By answering these urgent questions, Dr. De Vera’s research will help inform the optimal use of arthritis medications and directly impact people living with these diseases and their health care providers.

Cardiac responses to spinal cord injury and exercise

The prognosis for the 2.5 million North Americans living with spinal cord injury (SCI) is poor. These wheelchair bound individuals are subjected to a number of physical, social, and environmental barriers that compound paralysis and limit daily physical activity. The five-fold increase in risk for heart disease reduces life-expectancy and costs the North American healthcare system $3 billion per annum.

Heart disease is the number one cause of illness and death in the SCI population. On a daily basis, these individuals are tasked with managing abnormal blood pressure control, fatigue, and a host of other bowel and bladder problems. Chronic management of these ‘secondary’ conditions can be poor, owing primarily to a lack of understanding of the underlying mechanisms. In able-bodied individuals, regular physical activity has multiple cardiovascular benefits. Although numerous attempts have been made to engage SCI individuals in regular physical activity, there is limited information available on the cardiovascular benefits of exercise in SCI individuals.

The primary aim of this research project is to investigate the effects of daily physical activity and structured exercise on heart function after SCI.

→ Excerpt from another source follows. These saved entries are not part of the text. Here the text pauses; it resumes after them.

//! Integration tests for the subgradient descent optimizer

use pretty_assertions::assert_eq;
use proptest::prelude::*;
use std::cell::Cell;
use subgradopt::prelude::*;

/// Quadratic `f(x) = x1^2 + x2^2 - 2 x1 - 2 x2` with minimizer `(1, 1)`.
fn shifted_quadratic() -> QuadraticCost<f64> {
    QuadraticCost::shifted_sphere(2)
}

#[test]
fn test_quadratic_concrete_scenario() -> Result<()> {
    let cost_fn = shifted_quadratic();

    let optimizer = SubgradientDescent::new(
        SubgradientConfig::new()
            .with_fixed_step_size(0.1)
            .with_min_step(1e-8),
    );
    let criterion = StoppingCriterion::new()
        .with_gradient_tolerance(1e-6)
        .with_value_tolerance(1e-8)
        .with_max_iterations(1000);

    let start = DVector::from_vec(vec![2.0, 2.0]);
    let result = optimizer.optimize(&cost_fn, &start, &criterion)?;

    println!("Final point: {:?}", result.point);
    println!("Final value: {}", result.value);
    println!("Iterations: {}", result.iterations);

    assert!(matches!(
        result.termination_reason,
        TerminationReason::Optimal | TerminationReason::ValueConverged
    ));
    assert!(result.converged);

    let minimizer = DVector::from_vec(vec![1.0, 1.0]);
    assert!((&result.point - &minimizer).norm() < 1e-3);

    // The fixed-step quadratic trajectory decreases strictly until convergence
    for pair in result.trace.windows(2) {
        assert!(pair[1].value < pair[0].value);
        assert_eq!(pair[1].iteration, pair[0].iteration + 1);
    }
    for record in &result.trace {
        assert_eq!(record.step_size, 0.1);
    }

    // The reported value is the objective at the reported point
    assert_eq!(result.value, cost_fn.cost(&result.point)?);

    Ok(())
}

#[test]
fn test_quadratic_converges_from_various_starts() -> Result<()> {
    let cost_fn = shifted_quadratic();
    let optimizer =
        SubgradientDescent::new(SubgradientConfig::new().with_fixed_step_size(0.1));
    let criterion = StoppingCriterion::new()
        .with_gradient_tolerance(1e-8)
        .with_value_tolerance(0.0)
        .with_max_iterations(10_000);

    for start in [
        vec![0.0, 0.0],
        vec![-4.0, 7.5],
        vec![100.0, -100.0],
        vec![1.0, 1.0],
    ] {
        let result = optimizer.optimize(&cost_fn, &DVector::from_vec(start), &criterion)?;
        assert_eq!(result.termination_reason, TerminationReason::Optimal);
        assert!((result.point[0] - 1.0).abs() < 1e-6);
        assert!((result.point[1] - 1.0).abs() < 1e-6);
    }

    Ok(())
}

#[test]
fn test_diminishing_schedule_collapses_step() -> Result<()> {
    // Steps 0.1/sqrt(i+1): 0.1, 0.0707, 0.0577, 0.05, then 0.0447 < 0.05.
    let cost_fn = AbsSum;
    let optimizer = SubgradientDescent::new(
        SubgradientConfig::new()
            .with_diminishing_step_size(0.1)
            .with_min_step(0.05),
    );
    let criterion = StoppingCriterion::new()
        .with_value_tolerance(1e-6)
        .with_max_iterations(1000);

    let start = DVector::from_vec(vec![2.0, -3.0]);
    let result = optimizer.optimize(&cost_fn, &start, &criterion)?;

    assert_eq!(result.termination_reason, TerminationReason::StepCollapsed);
    assert!(!result.converged);
    assert_eq!(result.iterations, 4);
    assert_eq!(result.trace.len(), 4);

    // Four applied steps, each moving both coordinates toward zero
    let moved: f64 = result.trace.iter().map(|r| r.step_size).sum();
    assert!((result.point[0] - (2.0 - moved)).abs() < 1e-12);
    assert!((result.point[1] - (-3.0 + moved)).abs() < 1e-12);

    Ok(())
}

#[test]
fn test_diminishing_schedule_settles_nonsmooth_objective() -> Result<()> {
    let cost_fn = AbsSum;
    let optimizer = SubgradientDescent::new(
        SubgradientConfig::new()
            .with_diminishing_step_size(0.5)
            .with_min_step(1e-9),
    );
    let criterion = StoppingCriterion::new()
        .with_gradient_tolerance(0.0)
        .with_value_tolerance(0.0)
        .with_max_iterations(5000);

    let start = DVector::from_vec(vec![2.0, -3.0]);
    let result = optimizer.optimize(&cost_fn, &start, &criterion)?;

    // Once a coordinate crosses zero it oscillates within the current
    // step, which by iteration 5000 is below 0.01.
    assert!(result.value < 0.1);

    Ok(())
}

#[test]
fn test_sine_sum_reaches_stationary_point() -> Result<()> {
    let cost_fn = SineSum;
    let optimizer =
        SubgradientDescent::new(SubgradientConfig::new().with_fixed_step_size(0.1));
    let criterion = StoppingCriterion::new()
        .with_gradient_tolerance(1e-6)
        .with_value_tolerance(0.0)
        .with_max_iterations(10_000);

    let start = DVector::from_vec(vec![0.0, 0.0]);
    let result = optimizer.optimize(&cost_fn, &start, &criterion)?;

    assert_eq!(result.termination_reason, TerminationReason::Optimal);
    // Gradient cos(x_i) vanishes: descent from 0 lands at -pi/2
    assert!((result.point[0] + std::f64::consts::FRAC_PI_2).abs() < 1e-5);
    assert!((result.point[1] + std::f64::consts::FRAC_PI_2).abs() < 1e-5);
    assert!((result.value + 2.0).abs() < 1e-6);

    Ok(())
}

#[test]
fn test_invalid_step_selector_never_touches_the_oracle() {
    // Numeric front-ends select the schedule by number; selector 3 must
    // be rejected during construction, before any iterate exists.
    let err = StepSizeSchedule::<f64>::from_selector(3, 0.01).unwrap_err();
    assert!(matches!(err, OptimizerError::InvalidConfiguration { .. }));

    // Likewise, a malformed schedule fails before the first oracle call.
    let calls = Cell::new(0_usize);
    let oracle = FnCost::new(
        |x: &DVector<f64>| {
            calls.set(calls.get() + 1);
            x.norm_squared()
        },
        |x: &DVector<f64>| {
            calls.set(calls.get() + 1);
            x * 2.0
        },
    );
    let optimizer =
        SubgradientDescent::new(SubgradientConfig::new().with_fixed_step_size(0.0));
    let criterion = StoppingCriterion::new();

    let err = optimizer
        .optimize(&oracle, &DVector::from_vec(vec![1.0, 2.0]), &criterion)
        .unwrap_err();
    assert!(matches!(err, OptimizerError::InvalidConfiguration { .. }));
    assert_eq!(calls.get(), 0);
}

#[test]
fn test_unlimited_sentinel_is_caller_side() {
    // "0 = unlimited" front-ends map the sentinel before construction;
    // the core rejects a zero budget outright.
    let criterion = StoppingCriterion::<f64>::new().with_max_iterations(0);
    assert!(criterion.validate().is_err());

    let mapped = StoppingCriterion::<f64>::new().with_max_iterations(UNLIMITED_ITERATIONS);
    assert!(mapped.validate().is_ok());
    assert_eq!(mapped.max_iterations, 1_000_000);
}

#[test]
fn test_progress_callback_observes_every_record() -> Result<()> {
    struct CountingCallback {
        records: Vec<IterationRecord<f64>>,
    }

    impl OptimizationCallback<f64> for CountingCallback {
        fn on_iteration_end(&mut self, info: &CallbackInfo<'_, f64>) -> Result<bool> {
            self.records.push(info.record);
            Ok(true)
        }
    }

    let cost_fn = shifted_quadratic();
    let optimizer =
        SubgradientDescent::new(SubgradientConfig::new().with_fixed_step_size(0.1));
    let criterion = StoppingCriterion::new()
        .with_value_tolerance(1e-8)
        .with_max_iterations(1000);

    let mut callback = CountingCallback {
        records: Vec::new(),
    };
    let start = DVector::from_vec(vec![2.0, 2.0]);
    let result =
        optimizer.optimize_with_callback(&cost_fn, &start, &criterion, &mut callback)?;

    assert_eq!(callback.records, result.trace);

    // The stdout progress callback exercises the same path
    let mut printer = PrintProgressCallback::new(10);
    optimizer.optimize_with_callback(&cost_fn, &start, &criterion, &mut printer)?;

    Ok(())
}

proptest! {
    #[test]
    fn prop_diminishing_steps_bounded_and_strictly_decreasing(
        initial in 1e-3f64..10.0,
        i in 0usize..5000,
    ) {
        let schedule = StepSizeSchedule::diminishing(initial);
        prop_assert!(schedule.get_step_size(i) <= initial);
        prop_assert!(schedule.get_step_size(i + 1) < schedule.get_step_size(i));
    }

    #[test]
    fn prop_runs_are_deterministic(x0 in -5.0f64..5.0, x1 in -5.0f64..5.0) {
        let cost_fn = QuadraticCost::<f64>::shifted_sphere(2);
        let optimizer = SubgradientDescent::new(
            SubgradientConfig::new().with_diminishing_step_size(0.2),
        );
        let criterion = StoppingCriterion::new().with_max_iterations(200);

        let start = DVector::from_vec(vec![x0, x1]);
        let first = optimizer.optimize(&cost_fn, &start, &criterion).unwrap();
        let second = optimizer.optimize(&cost_fn, &start, &criterion).unwrap();

        prop_assert_eq!(&first.point, &second.point);
        prop_assert_eq!(first.value, second.value);
        prop_assert_eq!(first.termination_reason, second.termination_reason);
        prop_assert_eq!(first.trace, second.trace);
    }
}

To improve our understanding of how the heart changes after SCI and the effectiveness of exercise, Dr. West will conduct simultaneous studies in rodents and humans with SCI. The use of a clinically relevant rodent model of SCI will allow Dr. West to answer fundamental questions about cardiac structure and function, and what mechanisms are responsible for the changes that occur after SCI and exercise. The findings will then be translated through conducting assessments of the heart in individuals with SCI.

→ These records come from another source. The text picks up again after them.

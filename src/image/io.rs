//! Convenience helpers for loading and saving images via the `image` crate.
//!
//! Available when the `image-io` feature is enabled. The codec is treated
//! purely as a byte-buffer boundary: RGBA in, 8-bit grayscale out.

use crate::image::{ColorImage, OwnedImage};
use crate::util::{StereoMatchError, StereoMatchResult};
use std::path::Path;

fn io_err(err: impl std::fmt::Display) -> StereoMatchError {
    StereoMatchError::ImageIo {
        reason: err.to_string(),
    }
}

/// Loads an image from disk and converts it to interleaved RGBA.
pub fn load_color_image<P: AsRef<Path>>(path: P) -> StereoMatchResult<ColorImage> {
    let img = image::open(path).map_err(io_err)?;
    let rgba = img.to_rgba8();
    let width = rgba.width() as usize;
    let height = rgba.height() as usize;
    ColorImage::new(rgba.into_raw(), width, height)
}

/// Saves a single-channel image as an 8-bit grayscale file.
///
/// The format is inferred from the file extension by the `image` crate.
pub fn save_gray_image<P: AsRef<Path>>(path: P, img: &OwnedImage) -> StereoMatchResult<()> {
    let buffer = image::GrayImage::from_raw(
        img.width() as u32,
        img.height() as u32,
        img.data().to_vec(),
    )
    .ok_or(StereoMatchError::BufferTooSmall {
        needed: img.width() * img.height(),
        got: img.data().len(),
    })?;
    buffer.save(path).map_err(io_err)
}
//! Error types for stereomatch.

use thiserror::Error;

/// Result alias for stereomatch operations.
pub type StereoMatchResult<T> = std::result::Result<T, StereoMatchError>;

/// Errors that can occur while building buffers or running pipeline stages.
#[derive(Debug, Clone, PartialEq, Eq, Error)]
pub enum StereoMatchError {
    /// An image dimension is zero or overflows the address space.
    #[error("invalid image dimensions: {width}x{height}")]
    InvalidDimensions { width: usize, height: usize },
    /// The row stride is smaller than the image width.
    #[error("invalid stride {stride} for width {width}")]
    InvalidStride { width: usize, stride: usize },
    /// The backing buffer is too small for the requested dimensions.
    #[error("buffer too small: needed {needed}, got {got}")]
    BufferTooSmall { needed: usize, got: usize },
    /// The two inputs of a binary stage have different dimensions.
    #[error("dimension mismatch: left {left_width}x{left_height}, right {right_width}x{right_height}")]
    DimensionMismatch {
        left_width: usize,
        left_height: usize,
        right_width: usize,
        right_height: usize,
    },
    /// A matching window dimension is zero.
    #[error("invalid matching window: {height}x{width}")]
    InvalidWindow { height: usize, width: usize },
    /// The disparity range is empty or exceeds the 8-bit map domain.
    #[error("invalid disparity range: [{min}, {max})")]
    InvalidDisparityRange { min: i32, max: i32 },
    /// Decimation would produce an empty image.
    #[error("decimation by {factor} of a {width}x{height} image is degenerate")]
    DegenerateResize {
        width: usize,
        height: usize,
        factor: u32,
    },
    /// No non-zero neighbor was found within the maximum search spread.
    ///
    /// The whole fill operation fails; partially filled maps are never
    /// returned.
    #[error("occlusion fill found no non-zero neighbor for ({x}, {y}) within spread {max_spread}")]
    OcclusionFillExhausted {
        x: usize,
        y: usize,
        max_spread: usize,
    },
    /// Decoding or encoding an image file failed.
    #[error("image i/o failed: {reason}")]
    ImageIo { reason: String },
    /// An execution backend failed (device unavailable, build error, ...).
    #[error("backend failure: {reason}")]
    Backend { reason: String },
}
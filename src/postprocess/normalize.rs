//! Linear rescale of a disparity map to the full 8-bit range.

use crate::image::{DisparityMap, OwnedImage};
use crate::util::StereoMatchResult;

/// Rescales the map so the observed minimum maps to 0 and the maximum to
/// 255, with truncating integer arithmetic.
///
/// A constant map has no range to stretch; it normalizes to all zeros
/// rather than dividing by zero.
pub fn normalize(map: &DisparityMap) -> StereoMatchResult<DisparityMap> {
    let data = map.data();
    let min = data.iter().copied().min().unwrap_or(0);
    let max = data.iter().copied().max().unwrap_or(0);

    let out = if max == min {
        vec![0u8; data.len()]
    } else {
        let span = u32::from(max - min);
        data.iter()
            .map(|&v| (255 * u32::from(v - min) / span) as u8)
            .collect()
    };
    OwnedImage::new(out, map.width(), map.height())
}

This project is unique as it will be the first to use ultrasound to make identical measures of heart function in both rodents and humans. Additionally, Dr. West will be able to conduct direct assessments of heart function in the rodent model and follow this up with a detailed examination of the structure of the heart. Finally, he will conduct novel experiments into the effect of lower-limb passive cycling in rodents with SCI and follow this up by assessing how the heart responds to a novel passive leg energetic arm exercise intervention in humans.

Results from this study will yield vital information that can be used to assist in the rehabilitation and management of individuals with SCI.

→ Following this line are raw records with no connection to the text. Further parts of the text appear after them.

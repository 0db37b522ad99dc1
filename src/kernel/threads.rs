//! Batch-and-join thread backend.
//!
//! Rows are dispatched to scoped worker threads in fixed-size batches; the
//! scope join is the barrier between batches, so peak concurrency is
//! bounded by the batch size without a long-lived pool. Each worker owns a
//! disjoint output row, so no synchronization is needed beyond the join.

use crate::image::{DisparityMap, ImageView, OwnedImage};
use crate::kernel::{best_disparity_at, check_inputs, DisparityParams, ExecutionBackend};
use crate::util::StereoMatchResult;
use std::thread;

/// Number of concurrently running row tasks per batch.
pub const DEFAULT_BATCH_TASKS: usize = 8;

/// Backend dispatching row tasks to scoped threads in bounded batches.
#[derive(Clone, Copy, Debug)]
pub struct ThreadPoolBackend {
    batch_tasks: usize,
}

impl ThreadPoolBackend {
    /// Creates a backend with the default batch size of eight tasks.
    pub fn new() -> Self {
        Self {
            batch_tasks: DEFAULT_BATCH_TASKS,
        }
    }

    /// Overrides the batch size; zero is clamped to one task.
    pub fn with_batch_tasks(batch_tasks: usize) -> Self {
        Self {
            batch_tasks: batch_tasks.max(1),
        }
    }

    /// Returns the configured batch size.
    pub fn batch_tasks(&self) -> usize {
        self.batch_tasks
    }
}

impl Default for ThreadPoolBackend {
    fn default() -> Self {
        Self::new()
    }
}

impl ExecutionBackend for ThreadPoolBackend {
    fn name(&self) -> &'static str {
        "thread_pool"
    }

    fn compute_disparity(
        &self,
        left: ImageView<'_, u8>,
        right: ImageView<'_, u8>,
        params: &DisparityParams,
    ) -> StereoMatchResult<DisparityMap> {
        let (width, height) = check_inputs(left, right, params)?;
        let mut out = vec![0u8; width * height];

        let mut row_tasks: Vec<(usize, &mut [u8])> =
            out.chunks_mut(width).enumerate().collect();
        for batch in row_tasks.chunks_mut(self.batch_tasks) {
            thread::scope(|scope| {
                for (y, row) in batch.iter_mut() {
                    let y = *y;
                    scope.spawn(move || {
                        for (x, px) in row.iter_mut().enumerate() {
                            *px = best_disparity_at(left, right, x, y, params);
                        }
                    });
                }
            });
        }

        OwnedImage::new(out, width, height)
    }
}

Molecular determinants of small airway obstruction in chronic obstructive pulmonary disease

Chronic obstructive pulmonary disease (COPD) is a major cause of mortality and attributes to increased health care costs in Canada due to its prevalence and a lack of disease-modifying therapies. COPD is characterized by irreversible lung function decline that is caused by destruction of lung elastic tissue and obstruction of the small airways, which allow airflow in and out of the lungs. In COPD, these lesions are produced in response to repetitive inhalational injury inflicted by smoke exposure but the mechanisms are unknown. Dr. Hackett and colleagues recently performed an in silico drug screen, and identified the tripeptide Gly-His-Lys (GHK) as a modulator of lung tissue destruction in COPD.

In her research program, Dr. Hackett will conduct a series of preclinical studies to evaluate GHK as a potential novel daily-use inhaled COPD therapy. The aim is to progress the drug toward FDA- investigational new drug approval.

To understand the molecular determinants of COPD, Dr. Hackett will first use novel micro x-ray computed imaging to determine how small airways are lost in patients with COPD. Secondly, using lung cells derived from patients with COPD she will determine which cells are the primary cells involved in small airway obstruction, and if GHK can modify these defective cells. Thirdly, Dr. Hackett will conduct pre-clinical studies of GHK to determine if it a therapeutic for COPD.

Dr. Hackett trusts that by pinpointing the causal determinants of COPD pathogenesis, these can be modulated to improve the treatment of this common and deadly disease.